The Glorias is an all-star event and the ensemble is one that a person of her impact is worthy of. Bette Midler is dazzling as Bella Abzug, the legendary pol who worked alongside Steinem in the women’s movement. Her performance, in particular, illustrates why this story stands on its own-beyond Mrs. America. The stellar Margo Martindale embodied Abzug in that FX/Hulu film and both she and Midler bring her to life in such unique ways that both brilliantly salute her in individual and epic ways. Meanwhile, Flo Kennedy, as played by Lorraine Toussaint, is sublime in her role as the lawyer, feminist, civil rights advocate, lecturer, and activist who was a priceless force of nature alongside Steinem. Then, there’s that reality of family-work balance that gets a shining spotlight by Dorothy Pitman Hughes (Janelle Monáe), who was a huge part of the movement in the early days, but found it was difficult to do all she could for women with three kids and took a step back.
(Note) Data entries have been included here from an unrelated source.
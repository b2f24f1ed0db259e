//! Redis connectivity: shared pool, circuit breaker, health tracking and
//! reconnect backoff.

mod backoff;
mod circuit_breaker;
mod health;
pub mod pool;

pub use backoff::{BackoffConfig, ExponentialBackoff};
pub use circuit_breaker::{CircuitBreaker, CircuitBreakerConfig, CircuitBreakerStats, CircuitState};
pub use health::{RedisHealth, RedisHealthStats, RedisHealthStatus};
pub use pool::{PoolError, RedisPool, RedisPoolExt};

/// Milliseconds since the Unix epoch
pub(crate) fn current_time_ms() -> i64 {
    chrono::Utc::now().timestamp_millis()
}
The entire collective came together in the most loving and caring of ways as this film feels like a love letter to a life lived greatly.
Taymor has given us some indelible images over her years as a storyteller—from Frida to Across the Universe. All that experience pulsates through what is her most important film yet. The way she captures the essence of Steinem and translated that embodiment into a cultural history lesson for equal rights, right on down to the detractors, the helpers, and the heroes who moved mountains with her lighting the fuse. There’s one sequence that sticks long after the film is concluded and it finds Moore, as a more mature Steinem, running on an open road that is more treadmill than blacktop highway. She is jogging as fast as she can, but there is a look on her face that her pace isn’t enough. Ms. Steinem, it is enough, it has been more than enough and blissfully—you are far from finished.